**AIM OF THE EXERCISE:**
Comb through the entries for "RwLock" and pull out each line that holds it.

===== DATA FOR THIS TASK

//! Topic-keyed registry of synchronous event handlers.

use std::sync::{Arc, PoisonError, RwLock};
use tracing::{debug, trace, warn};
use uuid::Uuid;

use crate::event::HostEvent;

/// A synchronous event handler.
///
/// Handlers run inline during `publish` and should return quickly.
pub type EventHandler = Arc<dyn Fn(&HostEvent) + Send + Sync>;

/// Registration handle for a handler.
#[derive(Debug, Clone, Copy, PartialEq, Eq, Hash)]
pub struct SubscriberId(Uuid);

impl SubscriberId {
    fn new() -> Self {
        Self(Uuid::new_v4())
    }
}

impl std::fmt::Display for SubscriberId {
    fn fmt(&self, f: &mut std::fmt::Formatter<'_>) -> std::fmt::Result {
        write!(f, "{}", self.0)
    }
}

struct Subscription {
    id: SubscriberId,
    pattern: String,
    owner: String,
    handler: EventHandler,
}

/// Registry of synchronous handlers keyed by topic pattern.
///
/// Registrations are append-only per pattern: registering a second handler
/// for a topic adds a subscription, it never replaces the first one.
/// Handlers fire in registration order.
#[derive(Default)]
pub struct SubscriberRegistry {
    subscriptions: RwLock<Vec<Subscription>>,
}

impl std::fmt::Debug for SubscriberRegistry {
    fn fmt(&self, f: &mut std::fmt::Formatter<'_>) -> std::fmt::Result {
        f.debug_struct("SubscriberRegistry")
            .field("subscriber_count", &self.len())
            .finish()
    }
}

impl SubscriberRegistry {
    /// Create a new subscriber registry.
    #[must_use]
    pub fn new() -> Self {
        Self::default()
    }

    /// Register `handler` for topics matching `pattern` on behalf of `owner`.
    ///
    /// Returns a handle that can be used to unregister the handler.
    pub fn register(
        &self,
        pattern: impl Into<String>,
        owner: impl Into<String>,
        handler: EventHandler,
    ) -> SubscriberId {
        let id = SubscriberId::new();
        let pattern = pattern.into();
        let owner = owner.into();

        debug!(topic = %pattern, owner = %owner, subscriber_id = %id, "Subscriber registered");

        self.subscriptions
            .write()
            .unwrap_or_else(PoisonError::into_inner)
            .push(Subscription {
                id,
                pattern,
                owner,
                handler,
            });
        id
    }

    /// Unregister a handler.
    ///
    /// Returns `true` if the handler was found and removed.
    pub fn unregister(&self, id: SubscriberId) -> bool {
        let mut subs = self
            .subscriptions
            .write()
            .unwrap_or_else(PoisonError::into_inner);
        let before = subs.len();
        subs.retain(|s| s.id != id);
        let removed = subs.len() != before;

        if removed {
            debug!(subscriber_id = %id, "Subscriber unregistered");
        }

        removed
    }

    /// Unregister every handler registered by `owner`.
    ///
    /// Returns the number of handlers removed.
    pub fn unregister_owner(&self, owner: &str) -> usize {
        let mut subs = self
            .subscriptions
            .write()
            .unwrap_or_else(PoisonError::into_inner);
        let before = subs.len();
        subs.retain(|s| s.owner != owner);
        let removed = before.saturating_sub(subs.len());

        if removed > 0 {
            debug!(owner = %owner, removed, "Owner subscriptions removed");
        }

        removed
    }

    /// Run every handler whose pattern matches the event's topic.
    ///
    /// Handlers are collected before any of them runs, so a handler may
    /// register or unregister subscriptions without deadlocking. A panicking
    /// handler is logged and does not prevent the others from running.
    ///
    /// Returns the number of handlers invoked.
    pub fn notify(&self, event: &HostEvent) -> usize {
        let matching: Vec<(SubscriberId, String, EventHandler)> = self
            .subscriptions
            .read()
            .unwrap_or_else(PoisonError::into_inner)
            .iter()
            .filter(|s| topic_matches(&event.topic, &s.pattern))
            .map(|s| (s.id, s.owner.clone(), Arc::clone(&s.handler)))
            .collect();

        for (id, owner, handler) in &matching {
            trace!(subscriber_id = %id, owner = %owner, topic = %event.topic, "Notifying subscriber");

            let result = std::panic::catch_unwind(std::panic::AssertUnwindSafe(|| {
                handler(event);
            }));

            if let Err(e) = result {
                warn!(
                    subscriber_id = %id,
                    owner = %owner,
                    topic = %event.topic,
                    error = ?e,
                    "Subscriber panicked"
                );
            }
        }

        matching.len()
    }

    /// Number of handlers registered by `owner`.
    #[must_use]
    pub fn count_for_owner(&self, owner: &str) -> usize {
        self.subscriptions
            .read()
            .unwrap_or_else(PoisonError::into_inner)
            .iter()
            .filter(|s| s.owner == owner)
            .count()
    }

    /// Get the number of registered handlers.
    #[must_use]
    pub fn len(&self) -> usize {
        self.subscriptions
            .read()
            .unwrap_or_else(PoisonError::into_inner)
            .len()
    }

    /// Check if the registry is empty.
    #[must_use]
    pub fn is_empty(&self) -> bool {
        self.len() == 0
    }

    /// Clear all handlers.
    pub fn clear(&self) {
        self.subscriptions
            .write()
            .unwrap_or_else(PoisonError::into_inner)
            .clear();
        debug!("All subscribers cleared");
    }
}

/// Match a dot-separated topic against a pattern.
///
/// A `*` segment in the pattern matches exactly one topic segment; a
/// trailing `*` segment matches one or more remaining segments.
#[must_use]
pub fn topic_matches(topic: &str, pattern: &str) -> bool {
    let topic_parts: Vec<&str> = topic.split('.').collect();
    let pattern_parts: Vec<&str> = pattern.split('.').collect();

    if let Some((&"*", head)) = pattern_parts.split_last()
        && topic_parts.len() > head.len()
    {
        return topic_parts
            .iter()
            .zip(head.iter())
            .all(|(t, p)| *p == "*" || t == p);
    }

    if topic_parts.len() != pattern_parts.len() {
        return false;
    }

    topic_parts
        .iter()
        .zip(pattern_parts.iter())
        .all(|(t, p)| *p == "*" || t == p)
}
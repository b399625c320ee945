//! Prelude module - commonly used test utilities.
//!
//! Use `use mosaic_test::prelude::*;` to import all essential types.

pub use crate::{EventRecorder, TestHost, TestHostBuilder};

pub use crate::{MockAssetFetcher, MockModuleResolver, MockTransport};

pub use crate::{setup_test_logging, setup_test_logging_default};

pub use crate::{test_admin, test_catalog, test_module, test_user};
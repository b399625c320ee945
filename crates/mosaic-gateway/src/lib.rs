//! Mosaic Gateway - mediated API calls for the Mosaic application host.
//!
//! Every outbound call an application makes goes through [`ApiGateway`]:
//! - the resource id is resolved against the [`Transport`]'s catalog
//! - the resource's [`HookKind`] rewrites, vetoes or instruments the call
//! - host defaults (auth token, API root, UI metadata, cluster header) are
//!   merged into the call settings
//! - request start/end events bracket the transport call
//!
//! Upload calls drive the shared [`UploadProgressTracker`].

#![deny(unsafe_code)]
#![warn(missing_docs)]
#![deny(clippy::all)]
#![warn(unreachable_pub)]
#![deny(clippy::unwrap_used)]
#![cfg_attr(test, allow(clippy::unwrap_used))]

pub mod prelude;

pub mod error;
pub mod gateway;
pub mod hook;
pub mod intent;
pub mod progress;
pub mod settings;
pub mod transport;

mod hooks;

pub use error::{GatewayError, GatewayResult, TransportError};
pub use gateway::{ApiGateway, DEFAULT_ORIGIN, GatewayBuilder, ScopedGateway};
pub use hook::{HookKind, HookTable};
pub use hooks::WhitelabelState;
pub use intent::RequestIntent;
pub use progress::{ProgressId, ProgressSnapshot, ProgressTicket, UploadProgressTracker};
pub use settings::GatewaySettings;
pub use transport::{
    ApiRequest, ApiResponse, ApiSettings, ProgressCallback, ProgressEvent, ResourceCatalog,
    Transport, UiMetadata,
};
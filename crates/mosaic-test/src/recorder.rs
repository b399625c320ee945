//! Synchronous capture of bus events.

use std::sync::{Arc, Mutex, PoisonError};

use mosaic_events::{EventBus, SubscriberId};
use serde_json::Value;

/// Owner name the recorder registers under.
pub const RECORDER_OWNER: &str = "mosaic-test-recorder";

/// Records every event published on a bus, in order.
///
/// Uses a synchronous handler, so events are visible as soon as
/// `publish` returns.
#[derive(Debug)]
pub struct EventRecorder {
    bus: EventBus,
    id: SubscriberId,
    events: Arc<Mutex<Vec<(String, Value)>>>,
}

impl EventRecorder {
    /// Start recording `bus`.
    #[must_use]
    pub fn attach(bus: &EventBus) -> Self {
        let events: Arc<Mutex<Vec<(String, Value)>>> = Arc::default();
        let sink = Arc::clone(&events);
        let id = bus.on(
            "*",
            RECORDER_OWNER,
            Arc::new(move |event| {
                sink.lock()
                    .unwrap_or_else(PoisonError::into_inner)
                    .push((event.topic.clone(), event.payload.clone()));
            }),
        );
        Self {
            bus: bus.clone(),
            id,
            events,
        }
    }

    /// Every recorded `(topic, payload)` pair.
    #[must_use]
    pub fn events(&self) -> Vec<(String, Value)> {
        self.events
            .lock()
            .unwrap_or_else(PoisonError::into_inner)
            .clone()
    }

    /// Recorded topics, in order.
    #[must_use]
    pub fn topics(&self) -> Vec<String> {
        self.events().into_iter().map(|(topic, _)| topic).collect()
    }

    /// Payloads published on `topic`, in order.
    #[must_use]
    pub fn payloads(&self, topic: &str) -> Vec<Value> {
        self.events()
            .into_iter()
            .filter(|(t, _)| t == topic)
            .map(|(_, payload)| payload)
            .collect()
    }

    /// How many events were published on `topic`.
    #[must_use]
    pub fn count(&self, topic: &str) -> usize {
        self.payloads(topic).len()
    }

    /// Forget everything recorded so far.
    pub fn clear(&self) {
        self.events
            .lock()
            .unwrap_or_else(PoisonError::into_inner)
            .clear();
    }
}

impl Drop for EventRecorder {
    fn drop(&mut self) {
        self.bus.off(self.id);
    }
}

==========

**REPLY:**
use std::sync::{Arc, PoisonError, RwLock};
    subscriptions: RwLock<Vec<Subscription>>,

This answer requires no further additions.